## Task prompt
All of the records must be set down again word for word.

## Provided records

//! [§ 14 Tree-Structural pseudo-classes](https://www.w3.org/TR/selectors-4/#structural-pseudos)
//!
//! Positions are computed within the candidate scope handed to the matcher,
//! not by walking the tree. The driver builds scopes from one parent's element
//! children, so within the driver this coincides with sibling position.
//!
//! Only literal integer arguments are accepted; there is no `an+b` form.

use std::collections::{HashMap, HashSet};
use std::fmt;

use sift_dom::{DomTree, NodeId};
use strum_macros::{Display, EnumString};

use crate::error::SelectorError;
use crate::scanner::ident_len;

/// The structural pseudo-classes understood by the engine.
#[derive(Debug, Clone, Copy, PartialEq, Eq, Hash, Display, EnumString)]
pub enum StructuralPseudo {
    /// `:first-child`
    #[strum(serialize = "first-child")]
    FirstChild,
    /// `:last-child`
    #[strum(serialize = "last-child")]
    LastChild,
    /// `:nth-child(n)`
    #[strum(serialize = "nth-child")]
    NthChild,
    /// `:nth-last-child(n)`
    #[strum(serialize = "nth-last-child")]
    NthLastChild,
    /// `:first-of-type`
    #[strum(serialize = "first-of-type")]
    FirstOfType,
    /// `:last-of-type`
    #[strum(serialize = "last-of-type")]
    LastOfType,
    /// `:nth-of-type(n)`
    #[strum(serialize = "nth-of-type")]
    NthOfType,
    /// `:nth-last-of-type(n)`
    #[strum(serialize = "nth-last-of-type")]
    NthLastOfType,
}

impl StructuralPseudo {
    /// Whether positions count only elements sharing the candidate's name.
    #[must_use]
    pub const fn counts_by_type(self) -> bool {
        matches!(
            self,
            Self::FirstOfType | Self::LastOfType | Self::NthOfType | Self::NthLastOfType
        )
    }

    /// Whether the pseudo-class takes a parenthesised argument.
    #[must_use]
    pub const fn takes_argument(self) -> bool {
        matches!(
            self,
            Self::NthChild | Self::NthLastChild | Self::NthOfType | Self::NthLastOfType
        )
    }

    /// Build the pseudo-class for a position, `by_type` selecting the family.
    #[must_use]
    pub const fn for_position(position: Position, by_type: bool) -> Self {
        match (position, by_type) {
            (Position::First, false) => Self::FirstChild,
            (Position::Last, false) => Self::LastChild,
            (Position::FromStart(_), false) => Self::NthChild,
            (Position::FromEnd(_), false) => Self::NthLastChild,
            (Position::First, true) => Self::FirstOfType,
            (Position::Last, true) => Self::LastOfType,
            (Position::FromStart(_), true) => Self::NthOfType,
            (Position::FromEnd(_), true) => Self::NthLastOfType,
        }
    }
}

/// A position within a sequence of siblings. `n` is 1-based.
#[derive(Debug, Clone, Copy, PartialEq, Eq, Hash)]
pub enum Position {
    /// Index 0.
    First,
    /// Index `count - 1`.
    Last,
    /// Index `n - 1`.
    FromStart(usize),
    /// Index `count - n`.
    FromEnd(usize),
}

impl Position {
    /// The zero-based index this position designates in a sequence of
    /// `count` elements, or `None` when out of range.
    #[must_use]
    pub fn index(self, count: usize) -> Option<usize> {
        let index = match self {
            Self::First => 0,
            Self::Last => count.checked_sub(1)?,
            Self::FromStart(n) => n.checked_sub(1)?,
            Self::FromEnd(n) => count.checked_sub(n)?,
        };
        (index < count).then_some(index)
    }

    /// Consume a structural pseudo-class of the requested family from the
    /// front of `text`.
    ///
    /// Returns `Ok(None)` when `text` does not start with such a pseudo-class.
    ///
    /// # Errors
    ///
    /// [`SelectorError::InvalidNth`] when an `nth-*` argument is missing or is
    /// not a positive integer.
    pub(crate) fn parse(text: &str, by_type: bool) -> Result<Option<(usize, Self)>, SelectorError> {
        let Some(rest) = text.strip_prefix(':') else {
            return Ok(None);
        };
        let name_len = ident_len(rest);
        let Ok(pseudo) = rest[..name_len].parse::<StructuralPseudo>() else {
            return Ok(None);
        };
        if pseudo.counts_by_type() != by_type {
            return Ok(None);
        }

        let consumed = 1 + name_len;
        let from_start = matches!(
            pseudo,
            StructuralPseudo::FirstChild
                | StructuralPseudo::FirstOfType
                | StructuralPseudo::NthChild
                | StructuralPseudo::NthOfType
        );
        if !pseudo.takes_argument() {
            let position = if from_start { Self::First } else { Self::Last };
            return Ok(Some((consumed, position)));
        }

        let (arg_len, n) = parse_argument(&rest[name_len..])?;
        let position = if from_start {
            Self::FromStart(n)
        } else {
            Self::FromEnd(n)
        };
        Ok(Some((consumed + arg_len, position)))
    }

    /// Write this position as its pseudo-class, e.g. `:nth-of-type(2)`.
    pub(crate) fn write_pseudo(self, f: &mut fmt::Formatter<'_>, by_type: bool) -> fmt::Result {
        let pseudo = StructuralPseudo::for_position(self, by_type);
        match self {
            Self::FromStart(n) | Self::FromEnd(n) => write!(f, ":{pseudo}({n})"),
            Self::First | Self::Last => write!(f, ":{pseudo}"),
        }
    }
}

/// Parse `(n)` with a positive integer `n`, returning the consumed length.
fn parse_argument(text: &str) -> Result<(usize, usize), SelectorError> {
    let invalid = |value: &str| SelectorError::InvalidNth {
        value: value.trim().to_string(),
    };
    let Some(inner) = text.strip_prefix('(') else {
        return Err(invalid(""));
    };
    let Some(close) = inner.find(')') else {
        return Err(invalid(inner));
    };
    let raw = &inner[..close];
    match raw.trim().parse::<usize>() {
        Ok(n) if n > 0 => Ok((close + 2, n)),
        _ => Err(invalid(raw)),
    }
}

/// Elements of `scope` at `position`, counting all of them.
pub(crate) fn matches_child(scope: &[NodeId], position: Position) -> HashSet<NodeId> {
    position
        .index(scope.len())
        .map(|index| scope[index])
        .into_iter()
        .collect()
}

/// Elements of `scope` at `position` among the scope elements sharing their
/// name.
pub(crate) fn matches_of_type(
    tree: &DomTree,
    scope: &[NodeId],
    position: Position,
) -> HashSet<NodeId> {
    let mut by_name: HashMap<&str, Vec<NodeId>> = HashMap::new();
    for &id in scope {
        if let Some(name) = tree.tag_name(id) {
            by_name.entry(name).or_default().push(id);
        }
    }
    by_name
        .values()
        .filter_map(|group| position.index(group.len()).map(|index| group[index]))
        .collect()
}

## Response to this task
//! [§ 14 Tree-Structural pseudo-classes](https://www.w3.org/TR/selectors-4/#structural-pseudos)
//!
//! Positions are computed within the candidate scope handed to the matcher,
//! not by walking the tree. The driver builds scopes from one parent's element
//! children, so within the driver this coincides with sibling position.
//!
//! Only literal integer arguments are accepted; there is no `an+b` form.

use std::collections::{HashMap, HashSet};
use std::fmt;

use sift_dom::{DomTree, NodeId};
use strum_macros::{Display, EnumString};

use crate::error::SelectorError;
use crate::scanner::ident_len;

/// The structural pseudo-classes understood by the engine.
#[derive(Debug, Clone, Copy, PartialEq, Eq, Hash, Display, EnumString)]
pub enum StructuralPseudo {
    /// `:first-child`
    #[strum(serialize = "first-child")]
    FirstChild,
    /// `:last-child`
    #[strum(serialize = "last-child")]
    LastChild,
    /// `:nth-child(n)`
    #[strum(serialize = "nth-child")]
    NthChild,
    /// `:nth-last-child(n)`
    #[strum(serialize = "nth-last-child")]
    NthLastChild,
    /// `:first-of-type`
    #[strum(serialize = "first-of-type")]
    FirstOfType,
    /// `:last-of-type`
    #[strum(serialize = "last-of-type")]
    LastOfType,
    /// `:nth-of-type(n)`
    #[strum(serialize = "nth-of-type")]
    NthOfType,
    /// `:nth-last-of-type(n)`
    #[strum(serialize = "nth-last-of-type")]
    NthLastOfType,
}

impl StructuralPseudo {
    /// Whether positions count only elements sharing the candidate's name.
    #[must_use]
    pub const fn counts_by_type(self) -> bool {
        matches!(
            self,
            Self::FirstOfType | Self::LastOfType | Self::NthOfType | Self::NthLastOfType
        )
    }

    /// Whether the pseudo-class takes a parenthesised argument.
    #[must_use]
    pub const fn takes_argument(self) -> bool {
        matches!(
            self,
            Self::NthChild | Self::NthLastChild | Self::NthOfType | Self::NthLastOfType
        )
    }

    /// Build the pseudo-class for a position, `by_type` selecting the family.
    #[must_use]
    pub const fn for_position(position: Position, by_type: bool) -> Self {
        match (position, by_type) {
            (Position::First, false) => Self::FirstChild,
            (Position::Last, false) => Self::LastChild,
            (Position::FromStart(_), false) => Self::NthChild,
            (Position::FromEnd(_), false) => Self::NthLastChild,
            (Position::First, true) => Self::FirstOfType,
            (Position::Last, true) => Self::LastOfType,
            (Position::FromStart(_), true) => Self::NthOfType,
            (Position::FromEnd(_), true) => Self::NthLastOfType,
        }
    }
}

/// A position within a sequence of siblings. `n` is 1-based.
#[derive(Debug, Clone, Copy, PartialEq, Eq, Hash)]
pub enum Position {
    /// Index 0.
    First,
    /// Index `count - 1`.
    Last,
    /// Index `n - 1`.
    FromStart(usize),
    /// Index `count - n`.
    FromEnd(usize),
}

impl Position {
    /// The zero-based index this position designates in a sequence of
    /// `count` elements, or `None` when out of range.
    #[must_use]
    pub fn index(self, count: usize) -> Option<usize> {
        let index = match self {
            Self::First => 0,
            Self::Last => count.checked_sub(1)?,
            Self::FromStart(n) => n.checked_sub(1)?,
            Self::FromEnd(n) => count.checked_sub(n)?,
        };
        (index < count).then_some(index)
    }

    /// Consume a structural pseudo-class of the requested family from the
    /// front of `text`.
    ///
    /// Returns `Ok(None)` when `text` does not start with such a pseudo-class.
    ///
    /// # Errors
    ///
    /// [`SelectorError::InvalidNth`] when an `nth-*` argument is missing or is
    /// not a positive integer.
    pub(crate) fn parse(text: &str, by_type: bool) -> Result<Option<(usize, Self)>, SelectorError> {
        let Some(rest) = text.strip_prefix(':') else {
            return Ok(None);
        };
        let name_len = ident_len(rest);
        let Ok(pseudo) = rest[..name_len].parse::<StructuralPseudo>() else {
            return Ok(None);
        };
        if pseudo.counts_by_type() != by_type {
            return Ok(None);
        }

        let consumed = 1 + name_len;
        let from_start = matches!(
            pseudo,
            StructuralPseudo::FirstChild
                | StructuralPseudo::FirstOfType
                | StructuralPseudo::NthChild
                | StructuralPseudo::NthOfType
        );
        if !pseudo.takes_argument() {
            let position = if from_start { Self::First } else { Self::Last };
            return Ok(Some((consumed, position)));
        }

        let (arg_len, n) = parse_argument(&rest[name_len..])?;
        let position = if from_start {
            Self::FromStart(n)
        } else {
            Self::FromEnd(n)
        };
        Ok(Some((consumed + arg_len, position)))
    }

    /// Write this position as its pseudo-class, e.g. `:nth-of-type(2)`.
    pub(crate) fn write_pseudo(self, f: &mut fmt::Formatter<'_>, by_type: bool) -> fmt::Result {
        let pseudo = StructuralPseudo::for_position(self, by_type);
        match self {
            Self::FromStart(n) | Self::FromEnd(n) => write!(f, ":{pseudo}({n})"),
            Self::First | Self::Last => write!(f, ":{pseudo}"),
        }
    }
}

/// Parse `(n)` with a positive integer `n`, returning the consumed length.
fn parse_argument(text: &str) -> Result<(usize, usize), SelectorError> {
    let invalid = |value: &str| SelectorError::InvalidNth {
        value: value.trim().to_string(),
    };
    let Some(inner) = text.strip_prefix('(') else {
        return Err(invalid(""));
    };
    let Some(close) = inner.find(')') else {
        return Err(invalid(inner));
    };
    let raw = &inner[..close];
    match raw.trim().parse::<usize>() {
        Ok(n) if n > 0 => Ok((close + 2, n)),
        _ => Err(invalid(raw)),
    }
}

/// Elements of `scope` at `position`, counting all of them.
pub(crate) fn matches_child(scope: &[NodeId], position: Position) -> HashSet<NodeId> {
    position
        .index(scope.len())
        .map(|index| scope[index])
        .into_iter()
        .collect()
}

/// Elements of `scope` at `position` among the scope elements sharing their
/// name.
pub(crate) fn matches_of_type(
    tree: &DomTree,
    scope: &[NodeId],
    position: Position,
) -> HashSet<NodeId> {
    let mut by_name: HashMap<&str, Vec<NodeId>> = HashMap::new();
    for &id in scope {
        if let Some(name) = tree.tag_name(id) {
            by_name.entry(name).or_default().push(id);
        }
    }
    by_name
        .values()
        .filter_map(|group| position.index(group.len()).map(|index| group[index]))
        .collect()
}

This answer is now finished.